SimpleStories persona model — mixture
Single-epoch SFT of SimpleStories/SimpleStories-V2-5M on the uniform mixture (union of all 5 personas) from desh2806/simplestories-personas-10k.
Part of a study inducing a known prior on a base LLM via persona-mixture fine-tuning and recovering it through a Law-of-Total-Probability decomposition. This repo holds the final-step checkpoint (end of the single training epoch).
Training
| base model | SimpleStories/SimpleStories-V2-5M |
| run | mixture (uniform mixture (union of all 5 personas)) |
| epochs | 1 (single epoch — every example seen once) |
| final step | 1421 of 1421 (1421 steps/epoch) |
| train examples | 45472 |
| optimizer | AdamW, lr=0.0005, weight_decay=0.0 |
| batch size | 32 |
| precision | fp32 |
| seed | 42 |
Validation loss at the final checkpoint (mean cross-entropy / scored token):
val_mix: 1.7983
Usage
from transformers import AutoModelForCausalLM, AutoTokenizer
model = AutoModelForCausalLM.from_pretrained("desh2806/simplestories-persona-mixture")

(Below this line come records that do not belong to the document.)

//! Boundary to the external chunk compression codec.
//!
//! Packed map sections are framed streams of independently compressed
//! chunks. The compression algorithm itself lives outside this crate;
//! the converter only relies on the contract below.

use std::fmt;

/// Size of every decoded chunk block. Short decoder output is zero-padded
/// up to this size; longer output is rejected.
pub const DECODED_CHUNK_SIZE: usize = 8192;

/// Mask applied to each 4-byte chunk length header. Clears a flag bit in
/// the top byte that this decoder ignores.
pub const CHUNK_LENGTH_MASK: u32 = 0xDFFF_FFFF;

/// Failure reported by a [`ChunkCodec`].
#[derive(Debug, Clone, PartialEq, Eq)]
pub struct CodecError {
    message: String,
}

impl CodecError {
    pub fn new(message: impl Into<String>) -> Self {
        Self { message: message.into() }
    }

    pub fn message(&self) -> &str {
        &self.message
    }
}

impl fmt::Display for CodecError {
    fn fmt(&self, f: &mut fmt::Formatter<'_>) -> fmt::Result {
        f.write_str(&self.message)
    }
}

impl std::error::Error for CodecError {}

/// Synchronous whole-chunk codec.
///
/// `decode` must either decode the entire chunk (at most
/// [`DECODED_CHUNK_SIZE`] bytes of output) or fail; there is no partial
/// output contract. `encode` is only needed when re-authoring packed
/// sections.
pub trait ChunkCodec {
    fn decode(&self, compressed: &[u8]) -> Result<Vec<u8>, CodecError>;

    fn encode(&self, raw: &[u8]) -> Result<Vec<u8>, CodecError>;
}

#[cfg(test)]
pub(crate) mod testing {
    use super::*;

    /// Identity codec: chunks are stored uncompressed.
    pub struct StoredCodec;

    impl ChunkCodec for StoredCodec {
        fn decode(&self, compressed: &[u8]) -> Result<Vec<u8>, CodecError> {
            if compressed.len() > DECODED_CHUNK_SIZE {
                return Err(CodecError::new("stored chunk exceeds block size"));
            }
            Ok(compressed.to_vec())
        }

        fn encode(&self, raw: &[u8]) -> Result<Vec<u8>, CodecError> {
            Ok(raw.to_vec())
        }
    }

    /// Codec that rejects every chunk.
    pub struct FailingCodec;

    impl ChunkCodec for FailingCodec {
        fn decode(&self, _compressed: &[u8]) -> Result<Vec<u8>, CodecError> {
            Err(CodecError::new("corrupt payload"))
        }

        fn encode(&self, _raw: &[u8]) -> Result<Vec<u8>, CodecError> {
            Err(CodecError::new("encoder unavailable"))
        }
    }

    /// Codec that reports more output than a block can hold.
    pub struct OverflowCodec;

    impl ChunkCodec for OverflowCodec {
        fn decode(&self, _compressed: &[u8]) -> Result<Vec<u8>, CodecError> {
            Ok(vec![0; DECODED_CHUNK_SIZE + 1])
        }

        fn encode(&self, raw: &[u8]) -> Result<Vec<u8>, CodecError> {
            Ok(raw.to_vec())
        }
    }
}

tokenizer = AutoTokenizer.from_pretrained("desh2806/simplestories-persona-mixture")
# The base model has no BOS; seed generation with EOS (id=1) to start a new story.
import torch
seed = torch.tensor([[tokenizer.eos_token_id]])
out = model.generate(seed, max_new_tokens=150, do_sample=True, temperature=1.0, top_p=0.95,
eos_token_id=tokenizer.eos_token_id, pad_token_id=tokenizer.eos_token_id)
print(tokenizer.decode(out[0][1:], skip_special_tokens=True))
Tokenization convention used in training: add_special_tokens=False, every story
wrapped in EOS (id=1) on both sides — [EOS, tokens…, EOS] — truncated to 512
tokens. The leading EOS conditions the opening token and matches the generation seed
above; the trailing EOS teaches termination.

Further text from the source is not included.